**What the task requires**
Write out every single entry exactly.
Top of Data records
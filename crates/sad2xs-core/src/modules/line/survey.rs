//! Floor coordinates of a built line.
//!
//! Follows the MAD-X survey convention: the global position `V` and the local
//! frame `W` are updated per element as `V ← W·R + V`, `W ← W·S`, where `R` is
//! the element displacement and `S` its rotation in the local frame. Rows give
//! the coordinates at each element entry, plus a final `_end_point`.

use super::model::{Line, LineElement};
use crate::common::constants::DEGRAD;
use crate::domain::SadResult;
use crate::modules::twiss::{ColumnValues, TwissTable};
use faer::Mat;

pub const SURVEY_END_POINT: &str = "_end_point";

#[derive(Debug, Clone, PartialEq)]
pub struct SurveyRow {
    pub name: String,
    pub s: f64,
    pub x: f64,
    pub y: f64,
    pub z: f64,
    pub theta: f64,
    pub phi: f64,
    pub psi: f64,
}

struct Frame {
    position: Mat<f64>,
    orientation: Mat<f64>,
}

impl Frame {
    fn origin() -> Self {
        Self {
            position: Mat::zeros(3, 1),
            orientation: Mat::identity(3, 3),
        }
    }

    fn row(&self, name: &str, s: f64) -> SurveyRow {
        let w = &self.orientation;
        let theta = w[(0, 2)].atan2(w[(2, 2)]);
        let phi = w[(1, 2)].atan2(w[(0, 2)].hypot(w[(2, 2)]));
        let psi = w[(1, 0)].atan2(w[(1, 1)]);
        SurveyRow {
            name: name.to_string(),
            s,
            x: self.position[(0, 0)],
            y: self.position[(1, 0)],
            z: self.position[(2, 0)],
            theta,
            phi,
            psi,
        }
    }

    fn advance(&mut self, element: &LineElement) {
        let Some((displacement, rotation)) = element_transform(element) else {
            return;
        };
        self.position = &(&self.orientation * &displacement) + &self.position;
        self.orientation = &self.orientation * &rotation;
    }
}

fn column(values: [f64; 3]) -> Mat<f64> {
    Mat::from_fn(3, 1, |i, _| values[i])
}

fn matrix(rows: [[f64; 3]; 3]) -> Mat<f64> {
    Mat::from_fn(3, 3, |i, j| rows[i][j])
}

/// Displacement and rotation of one element, `None` for elements that leave
/// the frame untouched.
fn element_transform(element: &LineElement) -> Option<(Mat<f64>, Mat<f64>)> {
    match element {
        LineElement::Drift { length } | LineElement::Quadrupole { length, .. } => {
            Some((column([0.0, 0.0, *length]), Mat::identity(3, 3)))
        }
        LineElement::Bend { h, length, .. } => {
            let angle = h * length;
            if angle == 0.0 {
                return Some((column([0.0, 0.0, *length]), Mat::identity(3, 3)));
            }
            let rho = length / angle;
            let (sin, cos) = angle.sin_cos();
            Some((
                column([rho * (cos - 1.0), 0.0, rho * sin]),
                matrix([[cos, 0.0, -sin], [0.0, 1.0, 0.0], [sin, 0.0, cos]]),
            ))
        }
        LineElement::SRotation { angle } => {
            let (sin, cos) = (angle * DEGRAD).sin_cos();
            Some((
                Mat::zeros(3, 1),
                matrix([[cos, -sin, 0.0], [sin, cos, 0.0], [0.0, 0.0, 1.0]]),
            ))
        }
        LineElement::Marker | LineElement::DipoleEdge { .. } => None,
    }
}

pub fn survey_line(line: &Line) -> Vec<SurveyRow> {
    let mut frame = Frame::origin();
    let mut rows = Vec::with_capacity(line.len() + 1);
    let mut s = 0.0;
    for (name, element) in line.iter() {
        rows.push(frame.row(name, s));
        frame.advance(element);
        s += element.length();
    }
    rows.push(frame.row(SURVEY_END_POINT, s));
    rows
}

/// Survey rows as columns `name, s, X, Y, Z, theta, phi, psi`.
pub fn survey_table(rows: &[SurveyRow]) -> SadResult<TwissTable> {
    let numeric = |field: fn(&SurveyRow) -> f64| {
        ColumnValues::Numeric(rows.iter().map(field).collect())
    };

    let mut table = TwissTable::new();
    table.push_column(
        "name",
        ColumnValues::Text(rows.iter().map(|row| row.name.clone()).collect()),
    )?;
    table.push_column("s", numeric(|row| row.s))?;
    table.push_column("X", numeric(|row| row.x))?;
    table.push_column("Y", numeric(|row| row.y))?;
    table.push_column("Z", numeric(|row| row.z))?;
    table.push_column("theta", numeric(|row| row.theta))?;
    table.push_column("phi", numeric(|row| row.phi))?;
    table.push_column("psi", numeric(|row| row.psi))?;
    Ok(table)
}

#[cfg(test)]
mod tests {
    use super::{SURVEY_END_POINT, survey_line, survey_table};
    use crate::modules::line::model::{Line, LineElement, ParticleRef};
    use std::collections::BTreeMap;
    use std::f64::consts::FRAC_PI_2;

    fn line_of(elements: Vec<(&str, LineElement)>) -> Line {
        let element_names = elements.iter().map(|(name, _)| name.to_string()).collect();
        let elements: BTreeMap<String, LineElement> = elements
            .into_iter()
            .map(|(name, element)| (name.to_string(), element))
            .collect();
        Line {
            element_names,
            elements,
            particle_ref: ParticleRef {
                p0c: 4.0e9,
                mass0: 510_998.95,
            },
        }
    }

    fn quarter_bend() -> LineElement {
        LineElement::Bend {
            k0: FRAC_PI_2 / 2.0,
            h: FRAC_PI_2 / 2.0,
            length: 2.0,
        }
    }

    #[test]
    fn straight_line_advances_along_z() {
        let line = line_of(vec![
            ("d1", LineElement::Drift { length: 1.5 }),
            ("m1", LineElement::Marker),
            (
                "q1",
                LineElement::Quadrupole {
                    length: 0.5,
                    k1: 0.3,
                },
            ),
        ]);
        let rows = survey_line(&line);
        assert_eq!(rows.len(), 4);
        assert_eq!(rows[2].z, 1.5);
        let end = &rows[3];
        assert_eq!(end.name, SURVEY_END_POINT);
        assert_eq!(end.s, 2.0);
        assert_eq!((end.x, end.y, end.z), (0.0, 0.0, 2.0));
    }

    #[test]
    fn four_quarter_bends_close_the_ring() {
        let line = line_of(vec![
            ("b1", quarter_bend()),
            ("b2", quarter_bend()),
            ("b3", quarter_bend()),
            ("b4", quarter_bend()),
        ]);
        let rows = survey_line(&line);

        let after_first = &rows[1];
        assert!((after_first.theta + FRAC_PI_2).abs() < 1.0e-12);
        assert!(after_first.x < 0.0);

        let end = &rows[4];
        assert!(end.x.abs() < 1.0e-12);
        assert!(end.z.abs() < 1.0e-12);
        assert!(end.theta.abs() < 1.0e-12);
    }

    #[test]
    fn rotated_bend_deflects_vertically() {
        let line = line_of(vec![
            ("r1", LineElement::SRotation { angle: 90.0 }),
            ("b1", quarter_bend()),
            ("r2", LineElement::SRotation { angle: -90.0 }),
        ]);
        let end = survey_line(&line).pop().expect("end point row");
        assert!(end.x.abs() < 1.0e-12);
        assert!(end.y < -1.0);
        assert!((end.phi + FRAC_PI_2).abs() < 1.0e-12);
    }

    #[test]
    fn table_has_survey_columns() {
        let line = line_of(vec![("d1", LineElement::Drift { length: 1.0 })]);
        let table = survey_table(&survey_line(&line)).expect("survey table");
        assert_eq!(
            table.column_names().collect::<Vec<_>>(),
            vec!["name", "s", "X", "Y", "Z", "theta", "phi", "psi"]
        );
        assert_eq!(table.numeric_column("Z").expect("Z column"), &[0.0, 1.0]);
    }
}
Bottom of Data records
**Expected answer**
filename crates/sad2xs-core/src/modules/line/survey.rs
//! Floor coordinates of a built line.
//!
//! Follows the MAD-X survey convention: the global position `V` and the local
//! frame `W` are updated per element as `V ← W·R + V`, `W ← W·S`, where `R` is
//! the element displacement and `S` its rotation in the local frame. Rows give
//! the coordinates at each element entry, plus a final `_end_point`.

use super::model::{Line, LineElement};
use crate::common::constants::DEGRAD;
use crate::domain::SadResult;
use crate::modules::twiss::{ColumnValues, TwissTable};
use faer::Mat;

pub const SURVEY_END_POINT: &str = "_end_point";

#[derive(Debug, Clone, PartialEq)]
pub struct SurveyRow {
    pub name: String,
    pub s: f64,
    pub x: f64,
    pub y: f64,
    pub z: f64,
    pub theta: f64,
    pub phi: f64,
    pub psi: f64,
}

struct Frame {
    position: Mat<f64>,
    orientation: Mat<f64>,
}

impl Frame {
    fn origin() -> Self {
        Self {
            position: Mat::zeros(3, 1),
            orientation: Mat::identity(3, 3),
        }
    }

    fn row(&self, name: &str, s: f64) -> SurveyRow {
        let w = &self.orientation;
        let theta = w[(0, 2)].atan2(w[(2, 2)]);
        let phi = w[(1, 2)].atan2(w[(0, 2)].hypot(w[(2, 2)]));
        let psi = w[(1, 0)].atan2(w[(1, 1)]);
        SurveyRow {
            name: name.to_string(),
            s,
            x: self.position[(0, 0)],
            y: self.position[(1, 0)],
            z: self.position[(2, 0)],
            theta,
            phi,
            psi,
        }
    }

    fn advance(&mut self, element: &LineElement) {
        let Some((displacement, rotation)) = element_transform(element) else {
            return;
        };
        self.position = &(&self.orientation * &displacement) + &self.position;
        self.orientation = &self.orientation * &rotation;
    }
}

fn column(values: [f64; 3]) -> Mat<f64> {
    Mat::from_fn(3, 1, |i, _| values[i])
}

fn matrix(rows: [[f64; 3]; 3]) -> Mat<f64> {
    Mat::from_fn(3, 3, |i, j| rows[i][j])
}

/// Displacement and rotation of one element, `None` for elements that leave
/// the frame untouched.
fn element_transform(element: &LineElement) -> Option<(Mat<f64>, Mat<f64>)> {
    match element {
        LineElement::Drift { length } | LineElement::Quadrupole { length, .. } => {
            Some((column([0.0, 0.0, *length]), Mat::identity(3, 3)))
        }
        LineElement::Bend { h, length, .. } => {
            let angle = h * length;
            if angle == 0.0 {
                return Some((column([0.0, 0.0, *length]), Mat::identity(3, 3)));
            }
            let rho = length / angle;
            let (sin, cos) = angle.sin_cos();
            Some((
                column([rho * (cos - 1.0), 0.0, rho * sin]),
                matrix([[cos, 0.0, -sin], [0.0, 1.0, 0.0], [sin, 0.0, cos]]),
            ))
        }
        LineElement::SRotation { angle } => {
            let (sin, cos) = (angle * DEGRAD).sin_cos();
            Some((
                Mat::zeros(3, 1),
                matrix([[cos, -sin, 0.0], [sin, cos, 0.0], [0.0, 0.0, 1.0]]),
            ))
        }
        LineElement::Marker | LineElement::DipoleEdge { .. } => None,
    }
}

pub fn survey_line(line: &Line) -> Vec<SurveyRow> {
    let mut frame = Frame::origin();
    let mut rows = Vec::with_capacity(line.len() + 1);
    let mut s = 0.0;
    for (name, element) in line.iter() {
        rows.push(frame.row(name, s));
        frame.advance(element);
        s += element.length();
    }
    rows.push(frame.row(SURVEY_END_POINT, s));
    rows
}

/// Survey rows as columns `name, s, X, Y, Z, theta, phi, psi`.
pub fn survey_table(rows: &[SurveyRow]) -> SadResult<TwissTable> {
    let numeric = |field: fn(&SurveyRow) -> f64| {
        ColumnValues::Numeric(rows.iter().map(field).collect())
    };

    let mut table = TwissTable::new();
    table.push_column(
        "name",
        ColumnValues::Text(rows.iter().map(|row| row.name.clone()).collect()),
    )?;
    table.push_column("s", numeric(|row| row.s))?;
    table.push_column("X", numeric(|row| row.x))?;
    table.push_column("Y", numeric(|row| row.y))?;
    table.push_column("Z", numeric(|row| row.z))?;
    table.push_column("theta", numeric(|row| row.theta))?;
    table.push_column("phi", numeric(|row| row.phi))?;
    table.push_column("psi", numeric(|row| row.psi))?;
    Ok(table)
}

#[cfg(test)]
mod tests {
    use super::{SURVEY_END_POINT, survey_line, survey_table};
    use crate::modules::line::model::{Line, LineElement, ParticleRef};
    use std::collections::BTreeMap;
    use std::f64::consts::FRAC_PI_2;

    fn line_of(elements: Vec<(&str, LineElement)>) -> Line {
        let element_names = elements.iter().map(|(name, _)| name.to_string()).collect();
        let elements: BTreeMap<String, LineElement> = elements
            .into_iter()
            .map(|(name, element)| (name.to_string(), element))
            .collect();
        Line {
            element_names,
            elements,
            particle_ref: ParticleRef {
                p0c: 4.0e9,
                mass0: 510_998.95,
            },
        }
    }

    fn quarter_bend() -> LineElement {
        LineElement::Bend {
            k0: FRAC_PI_2 / 2.0,
            h: FRAC_PI_2 / 2.0,
            length: 2.0,
        }
    }

    #[test]
    fn straight_line_advances_along_z() {
        let line = line_of(vec![
            ("d1", LineElement::Drift { length: 1.5 }),
            ("m1", LineElement::Marker),
            (
                "q1",
                LineElement::Quadrupole {
                    length: 0.5,
                    k1: 0.3,
                },
            ),
        ]);
        let rows = survey_line(&line);
        assert_eq!(rows.len(), 4);
        assert_eq!(rows[2].z, 1.5);
        let end = &rows[3];
        assert_eq!(end.name, SURVEY_END_POINT);
        assert_eq!(end.s, 2.0);
        assert_eq!((end.x, end.y, end.z), (0.0, 0.0, 2.0));
    }

    #[test]
    fn four_quarter_bends_close_the_ring() {
        let line = line_of(vec![
            ("b1", quarter_bend()),
            ("b2", quarter_bend()),
            ("b3", quarter_bend()),
            ("b4", quarter_bend()),
        ]);
        let rows = survey_line(&line);

        let after_first = &rows[1];
        assert!((after_first.theta + FRAC_PI_2).abs() < 1.0e-12);
        assert!(after_first.x < 0.0);

        let end = &rows[4];
        assert!(end.x.abs() < 1.0e-12);
        assert!(end.z.abs() < 1.0e-12);
        assert!(end.theta.abs() < 1.0e-12);
    }

    #[test]
    fn rotated_bend_deflects_vertically() {
        let line = line_of(vec![
            ("r1", LineElement::SRotation { angle: 90.0 }),
            ("b1", quarter_bend()),
            ("r2", LineElement::SRotation { angle: -90.0 }),
        ]);
        let end = survey_line(&line).pop().expect("end point row");
        assert!(end.x.abs() < 1.0e-12);
        assert!(end.y < -1.0);
        assert!((end.phi + FRAC_PI_2).abs() < 1.0e-12);
    }

    #[test]
    fn table_has_survey_columns() {
        let line = line_of(vec![("d1", LineElement::Drift { length: 1.0 })]);
        let table = survey_table(&survey_line(&line)).expect("survey table");
        assert_eq!(
            table.column_names().collect::<Vec<_>>(),
            vec!["name", "s", "X", "Y", "Z", "theta", "phi", "psi"]
        );
        assert_eq!(table.numeric_column("Z").expect("Z column"), &[0.0, 1.0]);
    }
}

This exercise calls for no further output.